#### Task input

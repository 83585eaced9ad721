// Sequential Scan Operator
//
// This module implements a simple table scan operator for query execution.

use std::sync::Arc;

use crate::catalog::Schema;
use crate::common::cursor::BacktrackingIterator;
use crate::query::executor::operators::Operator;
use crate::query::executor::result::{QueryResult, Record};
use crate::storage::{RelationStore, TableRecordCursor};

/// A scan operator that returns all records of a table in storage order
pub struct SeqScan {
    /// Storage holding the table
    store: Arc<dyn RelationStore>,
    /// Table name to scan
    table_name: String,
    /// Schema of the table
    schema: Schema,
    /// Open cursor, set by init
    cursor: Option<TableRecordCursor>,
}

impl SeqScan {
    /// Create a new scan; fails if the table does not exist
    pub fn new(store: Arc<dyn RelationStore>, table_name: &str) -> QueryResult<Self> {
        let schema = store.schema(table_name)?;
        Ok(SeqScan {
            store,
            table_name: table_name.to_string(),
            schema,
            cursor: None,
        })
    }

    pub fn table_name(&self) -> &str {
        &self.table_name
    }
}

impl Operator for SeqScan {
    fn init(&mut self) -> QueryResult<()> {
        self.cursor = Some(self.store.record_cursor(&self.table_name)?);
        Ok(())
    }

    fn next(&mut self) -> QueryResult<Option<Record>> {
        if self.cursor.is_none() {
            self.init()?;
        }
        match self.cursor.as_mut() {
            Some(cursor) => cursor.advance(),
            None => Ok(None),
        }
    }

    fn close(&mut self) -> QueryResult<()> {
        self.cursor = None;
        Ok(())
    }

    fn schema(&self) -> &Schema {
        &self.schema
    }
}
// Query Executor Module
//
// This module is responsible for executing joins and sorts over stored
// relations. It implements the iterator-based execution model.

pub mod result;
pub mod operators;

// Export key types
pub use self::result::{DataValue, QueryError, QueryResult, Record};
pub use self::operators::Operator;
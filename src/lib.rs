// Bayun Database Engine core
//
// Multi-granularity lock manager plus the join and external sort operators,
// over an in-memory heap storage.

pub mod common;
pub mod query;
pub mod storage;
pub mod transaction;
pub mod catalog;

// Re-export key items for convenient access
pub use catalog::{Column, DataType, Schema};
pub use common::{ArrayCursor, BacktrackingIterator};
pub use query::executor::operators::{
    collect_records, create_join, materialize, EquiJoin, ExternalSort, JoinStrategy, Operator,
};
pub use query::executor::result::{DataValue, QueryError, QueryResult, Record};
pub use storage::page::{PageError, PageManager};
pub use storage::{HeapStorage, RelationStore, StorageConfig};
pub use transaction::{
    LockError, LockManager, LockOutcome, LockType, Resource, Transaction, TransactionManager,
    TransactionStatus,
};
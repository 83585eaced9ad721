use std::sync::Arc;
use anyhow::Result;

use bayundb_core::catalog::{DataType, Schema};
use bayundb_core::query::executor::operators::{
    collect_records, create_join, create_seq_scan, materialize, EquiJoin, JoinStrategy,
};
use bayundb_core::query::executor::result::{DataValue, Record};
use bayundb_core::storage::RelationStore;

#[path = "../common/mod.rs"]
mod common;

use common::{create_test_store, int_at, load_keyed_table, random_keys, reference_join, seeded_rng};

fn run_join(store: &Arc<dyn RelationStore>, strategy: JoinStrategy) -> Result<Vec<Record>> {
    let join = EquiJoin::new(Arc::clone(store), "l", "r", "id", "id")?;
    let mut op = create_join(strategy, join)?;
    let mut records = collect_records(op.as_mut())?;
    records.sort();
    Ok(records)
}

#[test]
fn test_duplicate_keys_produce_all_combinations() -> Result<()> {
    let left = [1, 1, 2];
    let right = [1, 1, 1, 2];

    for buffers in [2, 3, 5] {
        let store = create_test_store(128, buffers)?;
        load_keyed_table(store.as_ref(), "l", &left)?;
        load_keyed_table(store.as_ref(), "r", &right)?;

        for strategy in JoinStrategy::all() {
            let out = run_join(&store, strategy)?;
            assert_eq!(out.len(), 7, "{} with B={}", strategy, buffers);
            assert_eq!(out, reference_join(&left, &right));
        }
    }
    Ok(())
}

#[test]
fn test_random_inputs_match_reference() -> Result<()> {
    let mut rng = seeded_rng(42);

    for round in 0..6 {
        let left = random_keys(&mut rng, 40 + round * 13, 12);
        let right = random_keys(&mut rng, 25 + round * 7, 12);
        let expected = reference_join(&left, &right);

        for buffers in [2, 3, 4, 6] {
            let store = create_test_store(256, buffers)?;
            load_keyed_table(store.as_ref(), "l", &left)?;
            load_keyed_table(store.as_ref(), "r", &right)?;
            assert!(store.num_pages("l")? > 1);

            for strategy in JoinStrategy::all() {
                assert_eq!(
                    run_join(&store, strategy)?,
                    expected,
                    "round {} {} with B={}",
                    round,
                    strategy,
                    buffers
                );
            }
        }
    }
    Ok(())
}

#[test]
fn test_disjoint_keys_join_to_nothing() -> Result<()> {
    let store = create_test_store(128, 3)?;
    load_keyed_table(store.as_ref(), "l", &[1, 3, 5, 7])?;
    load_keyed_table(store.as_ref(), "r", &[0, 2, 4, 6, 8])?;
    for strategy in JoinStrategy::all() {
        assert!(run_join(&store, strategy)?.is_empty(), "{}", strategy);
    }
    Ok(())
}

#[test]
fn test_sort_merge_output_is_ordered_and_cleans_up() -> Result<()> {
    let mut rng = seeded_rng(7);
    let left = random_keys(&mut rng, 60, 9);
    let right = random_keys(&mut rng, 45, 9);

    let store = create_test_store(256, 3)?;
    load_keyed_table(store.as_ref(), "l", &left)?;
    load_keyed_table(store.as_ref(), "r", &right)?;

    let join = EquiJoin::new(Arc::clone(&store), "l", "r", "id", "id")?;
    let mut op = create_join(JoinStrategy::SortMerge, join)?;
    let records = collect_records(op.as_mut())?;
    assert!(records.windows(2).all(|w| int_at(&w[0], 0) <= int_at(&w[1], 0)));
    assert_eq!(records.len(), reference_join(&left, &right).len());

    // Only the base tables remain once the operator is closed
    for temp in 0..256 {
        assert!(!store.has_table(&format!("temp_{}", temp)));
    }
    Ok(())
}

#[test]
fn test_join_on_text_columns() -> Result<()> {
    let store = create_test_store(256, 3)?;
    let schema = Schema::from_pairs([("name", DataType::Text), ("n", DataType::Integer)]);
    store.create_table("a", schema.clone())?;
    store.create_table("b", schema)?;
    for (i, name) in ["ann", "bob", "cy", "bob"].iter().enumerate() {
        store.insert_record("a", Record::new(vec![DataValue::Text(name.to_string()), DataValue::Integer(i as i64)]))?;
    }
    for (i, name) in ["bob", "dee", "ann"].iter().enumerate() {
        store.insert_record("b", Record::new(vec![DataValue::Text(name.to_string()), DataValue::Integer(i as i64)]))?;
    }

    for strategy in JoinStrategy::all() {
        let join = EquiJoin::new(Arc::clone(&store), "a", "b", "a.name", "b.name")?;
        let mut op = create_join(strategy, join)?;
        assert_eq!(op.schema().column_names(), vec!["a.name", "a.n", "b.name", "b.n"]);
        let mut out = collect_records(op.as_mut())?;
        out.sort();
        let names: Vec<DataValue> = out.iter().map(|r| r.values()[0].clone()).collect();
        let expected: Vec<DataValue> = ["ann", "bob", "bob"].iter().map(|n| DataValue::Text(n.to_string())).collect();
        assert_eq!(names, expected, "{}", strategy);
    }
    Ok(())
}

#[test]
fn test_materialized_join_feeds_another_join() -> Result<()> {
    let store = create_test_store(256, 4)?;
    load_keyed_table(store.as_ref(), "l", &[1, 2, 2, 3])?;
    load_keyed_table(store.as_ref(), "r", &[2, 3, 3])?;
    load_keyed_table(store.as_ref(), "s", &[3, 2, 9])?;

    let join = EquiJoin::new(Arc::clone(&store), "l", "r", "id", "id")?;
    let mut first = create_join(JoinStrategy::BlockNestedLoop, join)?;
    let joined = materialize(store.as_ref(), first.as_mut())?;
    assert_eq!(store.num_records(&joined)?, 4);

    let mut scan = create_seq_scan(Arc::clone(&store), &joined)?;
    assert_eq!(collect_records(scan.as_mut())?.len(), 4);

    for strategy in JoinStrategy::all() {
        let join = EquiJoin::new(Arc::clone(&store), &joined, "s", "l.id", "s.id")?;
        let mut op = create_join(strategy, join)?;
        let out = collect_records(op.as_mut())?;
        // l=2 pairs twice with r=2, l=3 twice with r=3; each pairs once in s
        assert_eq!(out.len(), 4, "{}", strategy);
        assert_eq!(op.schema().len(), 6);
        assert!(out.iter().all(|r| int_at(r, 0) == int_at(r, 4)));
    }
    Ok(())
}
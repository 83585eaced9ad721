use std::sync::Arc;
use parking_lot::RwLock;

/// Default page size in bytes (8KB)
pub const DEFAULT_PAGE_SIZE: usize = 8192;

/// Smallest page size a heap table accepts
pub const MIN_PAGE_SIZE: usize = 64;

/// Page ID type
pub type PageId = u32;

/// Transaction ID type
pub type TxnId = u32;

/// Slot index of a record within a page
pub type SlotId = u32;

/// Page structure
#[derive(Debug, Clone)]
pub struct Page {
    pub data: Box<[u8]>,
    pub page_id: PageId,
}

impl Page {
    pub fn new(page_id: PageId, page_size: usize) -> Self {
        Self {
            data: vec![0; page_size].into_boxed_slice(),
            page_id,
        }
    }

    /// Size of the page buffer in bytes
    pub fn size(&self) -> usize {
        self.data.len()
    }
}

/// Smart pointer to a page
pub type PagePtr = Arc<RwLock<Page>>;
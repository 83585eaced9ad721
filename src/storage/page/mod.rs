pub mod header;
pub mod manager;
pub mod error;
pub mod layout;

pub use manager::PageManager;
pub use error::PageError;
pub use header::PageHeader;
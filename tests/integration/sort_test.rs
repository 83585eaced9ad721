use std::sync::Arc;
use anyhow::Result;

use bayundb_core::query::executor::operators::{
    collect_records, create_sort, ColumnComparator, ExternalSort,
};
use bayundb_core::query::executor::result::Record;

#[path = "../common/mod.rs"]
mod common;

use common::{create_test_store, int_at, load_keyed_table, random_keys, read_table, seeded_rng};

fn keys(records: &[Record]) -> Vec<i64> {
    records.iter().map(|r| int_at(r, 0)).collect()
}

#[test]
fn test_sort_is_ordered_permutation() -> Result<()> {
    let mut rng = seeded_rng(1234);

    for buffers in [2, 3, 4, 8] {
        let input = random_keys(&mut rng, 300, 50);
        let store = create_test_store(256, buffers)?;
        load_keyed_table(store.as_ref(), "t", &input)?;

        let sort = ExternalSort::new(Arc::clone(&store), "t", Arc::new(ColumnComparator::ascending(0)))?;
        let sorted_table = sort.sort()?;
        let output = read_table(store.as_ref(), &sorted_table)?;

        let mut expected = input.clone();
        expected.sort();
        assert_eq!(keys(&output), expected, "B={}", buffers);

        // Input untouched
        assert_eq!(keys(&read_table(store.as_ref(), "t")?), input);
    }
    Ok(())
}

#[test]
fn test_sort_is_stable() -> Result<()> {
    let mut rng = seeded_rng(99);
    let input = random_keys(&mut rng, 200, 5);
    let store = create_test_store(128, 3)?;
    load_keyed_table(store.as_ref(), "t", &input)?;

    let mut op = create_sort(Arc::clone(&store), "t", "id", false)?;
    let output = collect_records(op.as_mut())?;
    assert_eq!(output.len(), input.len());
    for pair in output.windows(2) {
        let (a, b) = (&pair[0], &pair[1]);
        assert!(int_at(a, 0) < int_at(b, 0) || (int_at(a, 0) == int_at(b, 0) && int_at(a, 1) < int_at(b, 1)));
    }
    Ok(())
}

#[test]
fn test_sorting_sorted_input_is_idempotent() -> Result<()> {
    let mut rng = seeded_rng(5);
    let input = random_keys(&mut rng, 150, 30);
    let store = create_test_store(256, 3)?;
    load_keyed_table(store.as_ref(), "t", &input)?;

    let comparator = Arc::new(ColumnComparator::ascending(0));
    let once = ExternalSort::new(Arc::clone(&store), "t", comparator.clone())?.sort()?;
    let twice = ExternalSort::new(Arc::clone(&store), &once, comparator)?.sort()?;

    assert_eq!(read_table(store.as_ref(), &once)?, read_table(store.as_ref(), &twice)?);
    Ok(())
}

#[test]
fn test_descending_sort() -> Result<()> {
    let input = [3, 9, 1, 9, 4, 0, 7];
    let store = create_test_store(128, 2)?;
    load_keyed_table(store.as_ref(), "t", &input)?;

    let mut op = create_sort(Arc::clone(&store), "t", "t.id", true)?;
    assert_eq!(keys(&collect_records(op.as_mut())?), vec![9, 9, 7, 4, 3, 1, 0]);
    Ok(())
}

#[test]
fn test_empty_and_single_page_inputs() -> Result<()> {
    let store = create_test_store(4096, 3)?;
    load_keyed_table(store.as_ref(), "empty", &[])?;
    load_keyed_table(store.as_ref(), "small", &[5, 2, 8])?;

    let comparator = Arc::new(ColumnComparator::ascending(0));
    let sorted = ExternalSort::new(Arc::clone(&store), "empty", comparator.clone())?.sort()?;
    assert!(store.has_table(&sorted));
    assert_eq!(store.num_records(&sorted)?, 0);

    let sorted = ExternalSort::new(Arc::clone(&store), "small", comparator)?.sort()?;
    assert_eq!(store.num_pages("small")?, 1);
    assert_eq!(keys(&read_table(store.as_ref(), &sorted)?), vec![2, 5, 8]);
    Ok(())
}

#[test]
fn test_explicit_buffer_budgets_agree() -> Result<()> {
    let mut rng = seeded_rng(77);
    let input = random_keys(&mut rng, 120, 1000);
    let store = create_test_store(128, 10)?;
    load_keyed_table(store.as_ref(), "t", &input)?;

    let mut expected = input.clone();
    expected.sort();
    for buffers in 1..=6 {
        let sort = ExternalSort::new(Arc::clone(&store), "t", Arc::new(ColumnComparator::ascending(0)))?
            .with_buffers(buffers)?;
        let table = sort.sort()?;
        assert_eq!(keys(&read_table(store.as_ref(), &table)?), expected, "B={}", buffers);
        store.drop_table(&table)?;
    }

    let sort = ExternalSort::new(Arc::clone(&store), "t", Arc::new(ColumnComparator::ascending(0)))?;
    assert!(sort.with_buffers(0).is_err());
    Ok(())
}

########

▶ **Your goal**:
Only lines holding the word "This" are wanted; copy each one from the listing.

▶ **Solution to the exercise**:
// This module implements a simple table scan operator for query execution.
// This module is responsible for executing joins and sorts over stored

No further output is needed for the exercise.